[[ Source material, beginning ]]

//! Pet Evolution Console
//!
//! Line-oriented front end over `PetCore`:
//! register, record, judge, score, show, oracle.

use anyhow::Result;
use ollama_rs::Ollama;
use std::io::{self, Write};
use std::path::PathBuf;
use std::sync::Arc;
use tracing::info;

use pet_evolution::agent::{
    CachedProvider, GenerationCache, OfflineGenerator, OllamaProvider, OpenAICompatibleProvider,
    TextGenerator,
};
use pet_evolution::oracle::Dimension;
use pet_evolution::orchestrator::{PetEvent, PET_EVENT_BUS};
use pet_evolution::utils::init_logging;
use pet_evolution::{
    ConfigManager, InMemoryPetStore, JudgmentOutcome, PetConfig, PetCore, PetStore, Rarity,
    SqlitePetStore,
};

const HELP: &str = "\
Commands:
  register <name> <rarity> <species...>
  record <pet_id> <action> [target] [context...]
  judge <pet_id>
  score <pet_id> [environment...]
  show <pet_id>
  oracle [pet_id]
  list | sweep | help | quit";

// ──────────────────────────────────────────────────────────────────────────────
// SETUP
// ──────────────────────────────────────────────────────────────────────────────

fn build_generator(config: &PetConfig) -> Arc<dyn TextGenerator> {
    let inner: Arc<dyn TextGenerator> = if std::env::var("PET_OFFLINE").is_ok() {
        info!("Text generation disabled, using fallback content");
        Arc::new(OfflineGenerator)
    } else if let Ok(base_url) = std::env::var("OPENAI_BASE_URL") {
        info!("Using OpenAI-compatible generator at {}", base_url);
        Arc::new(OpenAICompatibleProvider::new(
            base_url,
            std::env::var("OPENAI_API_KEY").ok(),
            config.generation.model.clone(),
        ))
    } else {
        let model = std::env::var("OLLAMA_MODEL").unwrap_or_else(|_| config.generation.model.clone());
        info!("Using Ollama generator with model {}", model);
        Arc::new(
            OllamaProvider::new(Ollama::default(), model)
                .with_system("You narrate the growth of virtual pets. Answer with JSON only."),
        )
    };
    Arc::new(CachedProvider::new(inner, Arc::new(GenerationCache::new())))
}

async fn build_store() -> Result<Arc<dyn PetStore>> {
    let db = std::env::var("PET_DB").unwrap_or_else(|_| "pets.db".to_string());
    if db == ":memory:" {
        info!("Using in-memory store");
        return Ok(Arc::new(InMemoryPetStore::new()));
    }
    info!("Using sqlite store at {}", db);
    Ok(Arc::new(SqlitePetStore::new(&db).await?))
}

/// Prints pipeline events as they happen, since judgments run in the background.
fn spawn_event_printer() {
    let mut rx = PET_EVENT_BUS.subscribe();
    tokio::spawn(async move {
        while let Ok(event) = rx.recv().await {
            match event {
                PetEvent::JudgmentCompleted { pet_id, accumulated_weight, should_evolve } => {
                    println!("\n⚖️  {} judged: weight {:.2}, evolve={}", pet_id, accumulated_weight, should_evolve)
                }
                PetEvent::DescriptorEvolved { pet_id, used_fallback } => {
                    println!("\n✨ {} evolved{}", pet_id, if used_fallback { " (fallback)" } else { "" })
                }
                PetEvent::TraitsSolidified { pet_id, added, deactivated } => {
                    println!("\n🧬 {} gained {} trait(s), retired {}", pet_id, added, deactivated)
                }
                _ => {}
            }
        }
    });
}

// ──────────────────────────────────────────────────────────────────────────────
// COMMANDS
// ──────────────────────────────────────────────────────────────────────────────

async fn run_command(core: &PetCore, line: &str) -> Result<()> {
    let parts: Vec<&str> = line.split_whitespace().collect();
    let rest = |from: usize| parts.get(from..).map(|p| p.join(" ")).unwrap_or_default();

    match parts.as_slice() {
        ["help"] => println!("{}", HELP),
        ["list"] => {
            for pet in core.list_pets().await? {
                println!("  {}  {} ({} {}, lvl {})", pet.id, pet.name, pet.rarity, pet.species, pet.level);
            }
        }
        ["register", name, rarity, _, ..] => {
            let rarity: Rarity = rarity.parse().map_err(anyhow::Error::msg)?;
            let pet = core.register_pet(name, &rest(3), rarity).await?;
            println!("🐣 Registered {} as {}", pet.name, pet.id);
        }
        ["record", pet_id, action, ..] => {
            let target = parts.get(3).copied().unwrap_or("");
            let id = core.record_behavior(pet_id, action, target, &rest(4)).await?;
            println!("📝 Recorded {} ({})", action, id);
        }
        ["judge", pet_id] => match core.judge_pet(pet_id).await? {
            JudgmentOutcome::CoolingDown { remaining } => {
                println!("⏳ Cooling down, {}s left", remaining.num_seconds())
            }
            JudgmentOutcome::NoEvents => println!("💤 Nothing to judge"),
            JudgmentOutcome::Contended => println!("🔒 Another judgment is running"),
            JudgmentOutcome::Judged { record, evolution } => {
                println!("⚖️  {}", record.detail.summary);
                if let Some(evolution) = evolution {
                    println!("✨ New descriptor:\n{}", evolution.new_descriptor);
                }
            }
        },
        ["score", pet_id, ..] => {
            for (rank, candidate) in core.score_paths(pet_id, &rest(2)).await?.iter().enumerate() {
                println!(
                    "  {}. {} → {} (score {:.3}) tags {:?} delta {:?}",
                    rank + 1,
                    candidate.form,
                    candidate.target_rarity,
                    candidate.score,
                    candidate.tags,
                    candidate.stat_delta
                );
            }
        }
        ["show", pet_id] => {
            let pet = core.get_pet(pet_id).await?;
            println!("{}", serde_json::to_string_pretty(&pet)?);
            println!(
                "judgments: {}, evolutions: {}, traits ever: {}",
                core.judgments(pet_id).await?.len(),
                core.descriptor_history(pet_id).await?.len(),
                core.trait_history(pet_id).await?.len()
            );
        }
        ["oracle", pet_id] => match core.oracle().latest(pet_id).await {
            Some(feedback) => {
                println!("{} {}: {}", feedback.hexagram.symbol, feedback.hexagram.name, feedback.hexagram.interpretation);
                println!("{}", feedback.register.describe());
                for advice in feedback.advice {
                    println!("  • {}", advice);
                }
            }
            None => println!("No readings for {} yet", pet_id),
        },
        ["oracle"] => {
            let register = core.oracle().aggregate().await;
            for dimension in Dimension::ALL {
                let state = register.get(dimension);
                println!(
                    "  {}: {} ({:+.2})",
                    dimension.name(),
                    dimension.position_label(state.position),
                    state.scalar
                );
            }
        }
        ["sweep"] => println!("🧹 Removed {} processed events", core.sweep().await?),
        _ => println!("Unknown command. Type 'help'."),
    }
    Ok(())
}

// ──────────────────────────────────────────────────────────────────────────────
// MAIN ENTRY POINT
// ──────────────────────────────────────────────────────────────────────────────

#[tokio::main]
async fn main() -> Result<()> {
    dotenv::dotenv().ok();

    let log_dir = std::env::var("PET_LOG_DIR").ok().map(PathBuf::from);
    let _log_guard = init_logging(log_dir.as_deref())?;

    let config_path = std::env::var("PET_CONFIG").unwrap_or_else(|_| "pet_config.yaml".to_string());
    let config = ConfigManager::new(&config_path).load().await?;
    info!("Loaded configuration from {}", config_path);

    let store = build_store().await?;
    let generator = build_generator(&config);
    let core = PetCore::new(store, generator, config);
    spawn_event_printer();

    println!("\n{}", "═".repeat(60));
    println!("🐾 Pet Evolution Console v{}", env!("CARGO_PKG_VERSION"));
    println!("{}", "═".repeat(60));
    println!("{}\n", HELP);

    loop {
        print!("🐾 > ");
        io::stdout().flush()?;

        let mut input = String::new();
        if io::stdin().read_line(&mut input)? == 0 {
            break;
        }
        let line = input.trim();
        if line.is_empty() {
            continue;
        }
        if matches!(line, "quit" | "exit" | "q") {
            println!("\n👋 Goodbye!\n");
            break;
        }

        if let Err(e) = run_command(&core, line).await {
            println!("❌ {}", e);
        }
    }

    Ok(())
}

[[ Source material, end ]]
[[ Source material, beginning ]]

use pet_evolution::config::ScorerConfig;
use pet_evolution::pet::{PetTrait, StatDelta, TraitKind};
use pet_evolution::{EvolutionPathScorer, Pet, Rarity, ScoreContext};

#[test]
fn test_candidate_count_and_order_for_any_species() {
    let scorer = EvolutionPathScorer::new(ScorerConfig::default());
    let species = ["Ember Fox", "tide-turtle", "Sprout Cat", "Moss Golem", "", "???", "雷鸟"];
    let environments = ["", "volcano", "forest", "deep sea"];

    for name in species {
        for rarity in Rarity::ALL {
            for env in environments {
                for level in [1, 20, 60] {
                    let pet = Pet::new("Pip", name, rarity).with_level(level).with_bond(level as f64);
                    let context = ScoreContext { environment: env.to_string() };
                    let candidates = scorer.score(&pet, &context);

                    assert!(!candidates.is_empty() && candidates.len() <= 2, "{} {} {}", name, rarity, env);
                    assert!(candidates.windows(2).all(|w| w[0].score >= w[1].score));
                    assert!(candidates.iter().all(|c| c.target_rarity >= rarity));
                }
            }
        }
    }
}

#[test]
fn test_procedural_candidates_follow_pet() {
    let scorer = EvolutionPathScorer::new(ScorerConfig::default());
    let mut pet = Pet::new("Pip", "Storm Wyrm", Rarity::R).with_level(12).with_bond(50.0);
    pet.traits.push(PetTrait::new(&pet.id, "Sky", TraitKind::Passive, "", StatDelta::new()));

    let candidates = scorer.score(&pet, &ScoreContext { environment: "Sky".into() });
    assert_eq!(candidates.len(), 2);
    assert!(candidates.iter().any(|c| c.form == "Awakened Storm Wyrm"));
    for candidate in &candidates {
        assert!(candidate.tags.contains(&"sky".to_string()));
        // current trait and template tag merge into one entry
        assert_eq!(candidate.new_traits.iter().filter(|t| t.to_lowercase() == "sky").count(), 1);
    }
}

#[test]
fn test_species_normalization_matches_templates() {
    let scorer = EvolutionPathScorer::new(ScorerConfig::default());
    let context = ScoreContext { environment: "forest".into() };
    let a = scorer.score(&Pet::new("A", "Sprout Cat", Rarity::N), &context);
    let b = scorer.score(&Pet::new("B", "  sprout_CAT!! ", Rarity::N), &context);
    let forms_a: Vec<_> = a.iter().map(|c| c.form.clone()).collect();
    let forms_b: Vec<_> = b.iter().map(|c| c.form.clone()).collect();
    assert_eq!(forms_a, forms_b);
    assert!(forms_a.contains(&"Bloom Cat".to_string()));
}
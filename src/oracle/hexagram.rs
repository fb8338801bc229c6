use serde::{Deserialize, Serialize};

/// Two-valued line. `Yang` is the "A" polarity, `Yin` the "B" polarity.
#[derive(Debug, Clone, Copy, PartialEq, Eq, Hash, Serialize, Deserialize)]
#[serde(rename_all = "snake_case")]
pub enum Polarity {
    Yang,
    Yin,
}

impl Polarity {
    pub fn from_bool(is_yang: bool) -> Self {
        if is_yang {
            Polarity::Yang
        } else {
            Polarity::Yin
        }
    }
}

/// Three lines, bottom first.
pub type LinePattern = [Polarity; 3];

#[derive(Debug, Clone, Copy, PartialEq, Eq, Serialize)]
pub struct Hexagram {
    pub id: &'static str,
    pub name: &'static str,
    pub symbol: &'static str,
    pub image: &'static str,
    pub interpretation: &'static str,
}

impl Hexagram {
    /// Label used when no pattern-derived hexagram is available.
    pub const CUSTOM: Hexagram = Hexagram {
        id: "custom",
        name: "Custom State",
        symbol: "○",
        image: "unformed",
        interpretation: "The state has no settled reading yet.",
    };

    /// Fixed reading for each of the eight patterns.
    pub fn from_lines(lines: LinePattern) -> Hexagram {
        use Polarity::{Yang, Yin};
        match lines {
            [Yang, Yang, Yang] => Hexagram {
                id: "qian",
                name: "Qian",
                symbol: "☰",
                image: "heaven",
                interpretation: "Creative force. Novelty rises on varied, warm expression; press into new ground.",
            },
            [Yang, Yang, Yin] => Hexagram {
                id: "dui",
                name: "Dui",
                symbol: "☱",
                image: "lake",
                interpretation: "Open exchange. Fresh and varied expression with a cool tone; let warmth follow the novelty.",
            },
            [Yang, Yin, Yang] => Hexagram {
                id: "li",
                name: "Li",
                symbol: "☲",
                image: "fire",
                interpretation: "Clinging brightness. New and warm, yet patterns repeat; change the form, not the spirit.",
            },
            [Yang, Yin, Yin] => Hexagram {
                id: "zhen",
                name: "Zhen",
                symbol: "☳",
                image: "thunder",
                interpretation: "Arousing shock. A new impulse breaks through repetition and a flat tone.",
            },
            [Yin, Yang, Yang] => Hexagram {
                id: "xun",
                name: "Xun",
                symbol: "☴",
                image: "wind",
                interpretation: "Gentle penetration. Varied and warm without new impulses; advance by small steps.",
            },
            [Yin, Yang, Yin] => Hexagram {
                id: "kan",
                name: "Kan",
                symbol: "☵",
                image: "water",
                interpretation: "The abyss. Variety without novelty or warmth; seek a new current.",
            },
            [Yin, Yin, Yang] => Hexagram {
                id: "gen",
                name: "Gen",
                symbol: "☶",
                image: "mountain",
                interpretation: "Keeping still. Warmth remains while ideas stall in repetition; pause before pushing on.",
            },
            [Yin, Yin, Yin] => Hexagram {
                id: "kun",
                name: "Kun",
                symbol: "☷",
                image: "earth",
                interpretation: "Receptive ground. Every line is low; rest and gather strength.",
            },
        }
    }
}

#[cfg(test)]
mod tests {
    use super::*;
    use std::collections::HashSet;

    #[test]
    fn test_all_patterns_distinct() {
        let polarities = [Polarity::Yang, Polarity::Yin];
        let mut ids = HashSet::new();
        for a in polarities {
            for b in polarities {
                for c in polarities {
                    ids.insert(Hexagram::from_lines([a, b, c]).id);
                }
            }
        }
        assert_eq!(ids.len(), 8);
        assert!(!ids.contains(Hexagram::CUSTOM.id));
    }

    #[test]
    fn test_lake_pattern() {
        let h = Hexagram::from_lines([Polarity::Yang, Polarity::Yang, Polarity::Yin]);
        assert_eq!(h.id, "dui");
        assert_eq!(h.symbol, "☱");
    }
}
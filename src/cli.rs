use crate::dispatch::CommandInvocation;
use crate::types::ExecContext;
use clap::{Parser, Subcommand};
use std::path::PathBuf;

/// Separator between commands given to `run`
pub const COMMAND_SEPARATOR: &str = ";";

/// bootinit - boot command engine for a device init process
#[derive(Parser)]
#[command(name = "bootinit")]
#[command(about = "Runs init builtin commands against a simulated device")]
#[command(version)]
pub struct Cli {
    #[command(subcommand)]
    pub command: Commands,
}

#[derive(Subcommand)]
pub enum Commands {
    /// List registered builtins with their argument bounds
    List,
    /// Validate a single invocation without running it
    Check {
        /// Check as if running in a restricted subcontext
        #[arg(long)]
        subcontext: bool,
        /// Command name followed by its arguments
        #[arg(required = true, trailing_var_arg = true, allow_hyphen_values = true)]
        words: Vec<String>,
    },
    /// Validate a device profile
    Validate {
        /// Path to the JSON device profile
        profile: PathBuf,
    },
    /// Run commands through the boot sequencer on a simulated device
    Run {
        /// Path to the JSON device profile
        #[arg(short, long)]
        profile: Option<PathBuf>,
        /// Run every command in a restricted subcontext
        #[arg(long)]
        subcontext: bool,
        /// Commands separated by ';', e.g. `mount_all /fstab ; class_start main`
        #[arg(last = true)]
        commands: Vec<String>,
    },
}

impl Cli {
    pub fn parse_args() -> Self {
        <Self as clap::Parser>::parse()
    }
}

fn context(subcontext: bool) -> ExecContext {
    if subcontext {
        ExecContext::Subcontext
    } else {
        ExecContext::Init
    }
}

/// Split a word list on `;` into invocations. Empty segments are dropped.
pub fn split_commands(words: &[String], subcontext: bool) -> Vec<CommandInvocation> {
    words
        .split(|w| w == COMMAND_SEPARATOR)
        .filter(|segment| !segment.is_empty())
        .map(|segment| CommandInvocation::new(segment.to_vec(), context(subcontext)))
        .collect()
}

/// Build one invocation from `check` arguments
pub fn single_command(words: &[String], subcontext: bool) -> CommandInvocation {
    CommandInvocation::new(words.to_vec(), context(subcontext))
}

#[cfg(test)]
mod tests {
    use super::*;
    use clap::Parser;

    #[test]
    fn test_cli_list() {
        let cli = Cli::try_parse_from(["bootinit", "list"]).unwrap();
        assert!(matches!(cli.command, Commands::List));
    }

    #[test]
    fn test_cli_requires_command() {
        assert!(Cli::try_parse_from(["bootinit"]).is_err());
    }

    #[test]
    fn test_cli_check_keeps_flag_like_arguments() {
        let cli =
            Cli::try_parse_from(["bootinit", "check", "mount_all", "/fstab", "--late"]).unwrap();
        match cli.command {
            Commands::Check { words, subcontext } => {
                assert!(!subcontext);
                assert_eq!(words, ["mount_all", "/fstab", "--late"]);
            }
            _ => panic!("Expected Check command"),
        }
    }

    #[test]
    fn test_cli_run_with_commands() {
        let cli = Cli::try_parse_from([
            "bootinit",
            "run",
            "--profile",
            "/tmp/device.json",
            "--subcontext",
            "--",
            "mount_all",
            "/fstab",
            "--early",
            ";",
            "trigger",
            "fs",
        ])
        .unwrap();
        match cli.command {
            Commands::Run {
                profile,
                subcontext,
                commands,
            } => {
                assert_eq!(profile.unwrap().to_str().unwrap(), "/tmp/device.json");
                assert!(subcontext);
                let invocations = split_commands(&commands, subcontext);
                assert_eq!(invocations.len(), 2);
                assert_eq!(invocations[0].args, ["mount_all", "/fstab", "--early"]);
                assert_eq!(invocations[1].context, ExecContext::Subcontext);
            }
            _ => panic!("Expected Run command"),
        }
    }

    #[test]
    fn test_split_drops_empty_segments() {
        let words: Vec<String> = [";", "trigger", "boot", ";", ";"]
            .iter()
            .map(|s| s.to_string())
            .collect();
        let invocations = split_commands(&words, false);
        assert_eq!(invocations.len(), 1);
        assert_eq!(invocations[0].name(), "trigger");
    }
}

[[ Source material, end ]]

> _Assignment_: Go through the entries and return each line where the word "contains" occurs.

> _Answer box_:
        assert!(candidate.tags.contains(&"sky".to_string()));
    assert!(forms_a.contains(&"Bloom Cat".to_string()));
        assert!(!ids.contains(Hexagram::CUSTOM.id));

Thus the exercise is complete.